The usual RAG answer is to chunk the reports, embed the chunks, and retrieve the nearest passages. That helps with access. It does not solve structure. It does not know whether “overseas expansion” is a strategic action, whether “capacity adjustment” belongs to supply, whether a margin improvement is tied to automation, or whether a statement is a stable attribute or a time-sensitive event.

FinKario’s useful move is to treat those distinctions as architecture.

FinKario splits financial knowledge into what changes slowly and what moves the market

The system constructs a dual financial knowledge graph from equity research reports. The first part is an Attribute Graph. This captures relatively stable company-level information: stock ticker, exchange, industry, rating, current price, market capitalisation, target price, major shareholders, risk assessment, key products, and research institution. These attributes are not necessarily permanent, but they behave more like background context than trading events.

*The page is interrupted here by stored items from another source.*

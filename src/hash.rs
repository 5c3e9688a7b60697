// src/hash.rs

//! Content hashing for manifest verification
//!
//! Package manifests record a lowercase hex SHA-256 digest per path, or the
//! sentinel `"-"` when the packager did not compute one.

use sha2::{Digest, Sha256};
use std::fmt;
use std::io::{self, Write};

/// Manifest value meaning "hash not computed"; verification is skipped
pub const HASH_NOT_COMPUTED: &str = "-";

/// Compute the SHA-256 hex digest of a byte slice
pub fn sha256(data: &[u8]) -> String {
    let mut hasher = Sha256::new();
    hasher.update(data);
    format!("{:x}", hasher.finalize())
}

/// Whether a manifest hash asks for verification
#[inline]
pub fn is_computed(manifest_hash: &str) -> bool {
    manifest_hash != HASH_NOT_COMPUTED
}

/// A recorded digest that did not match the content
#[derive(Debug, Clone, PartialEq, Eq)]
pub struct Mismatch {
    pub expected: String,
    pub actual: String,
}

impl fmt::Display for Mismatch {
    fn fmt(&self, f: &mut fmt::Formatter<'_>) -> fmt::Result {
        write!(f, "sha256 mismatch: expected {}, got {}", self.expected, self.actual)
    }
}

/// Compare a computed digest against the manifest value
///
/// Returns `None` when they match or when the manifest holds the sentinel.
pub fn check(manifest_hash: &str, actual: &str) -> Option<Mismatch> {
    if !is_computed(manifest_hash) || manifest_hash.eq_ignore_ascii_case(actual) {
        None
    } else {
        Some(Mismatch {
            expected: manifest_hash.to_string(),
            actual: actual.to_string(),
        })
    }
}

/// Writer adapter that hashes everything passing through it
pub struct Sha256Writer<W> {
    inner: W,
    hasher: Sha256,
}

impl<W: Write> Sha256Writer<W> {
    pub fn new(inner: W) -> Self {
        Self {
            inner,
            hasher: Sha256::new(),
        }
    }

    /// Return the inner writer and the hex digest of all bytes written
    pub fn finish(self) -> (W, String) {
        (self.inner, format!("{:x}", self.hasher.finalize()))
    }
}

impl<W: Write> Write for Sha256Writer<W> {
    fn write(&mut self, buf: &[u8]) -> io::Result<usize> {
        let n = self.inner.write(buf)?;
        self.hasher.update(&buf[..n]);
        Ok(n)
    }

    fn flush(&mut self) -> io::Result<()> {
        self.inner.flush()
    }
}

The second part is an Event Graph. This is where the paper becomes more interesting. The Event Graph captures drivers: supply, demand, revenue, efficiency and cost, strategic action, technology innovation, policy and regulation, and macro factors. These are the kinds of concepts analysts use when explaining why a company’s future may diverge from its past.

The architecture can be read as a simple distinction:

Layer	What it stores	Why it matters	Failure mode if missing
Attribute Graph	Company identity, industry, exchange, rating, market cap, target price, risk factors, key products	Provides stable context and entity grounding	The model may confuse entities, miss comparables, or reason without basic company scaffolding
Event Graph	Demand shifts, supply changes, earnings drivers, cost efficiency, strategic actions, technology innovation, policy, macro events	Captures time-sensitive causal signals	The model sees company facts but misses why expectations changed
FinKario-RAG	Retrieved subgraphs anchored by stock/date and expanded into related context	Turns the graph into usable decision context	The system falls back into ordinary chunk retrieval or isolated entity lookup

The paper reports that FinKario contains 305,360 entities, 9,625 relational triples, and 19 relation types. The entity count is large relative to the triple count, which is worth noticing. This is not a giant market-wide graph in the “tens of millions of triples” sense. Its claim is not maximum graph volume. Its claim is automated, event-aware, research-report-grounded structure.

That distinction is commercially relevant. Many firms already own large databases. Fewer have reliable systems for extracting event logic from analyst narratives and making it retrievable in context. In finance, the bottleneck is often not lack of text. The bottleneck is that the text refuses to sit nicely inside a decision engine.

The construction pipeline matters because finance punishes sloppy extraction

FinKario’s construction process has four modules.

First, the authors collect raw equity research reports from East Money and use MinerU to convert them into Markdown. They then remove non-informative material such as disclaimers, images, and repeated legal boilerplate. This sounds mundane because it is. It is also necessary. Financial PDFs are where clean data goes to experience character development.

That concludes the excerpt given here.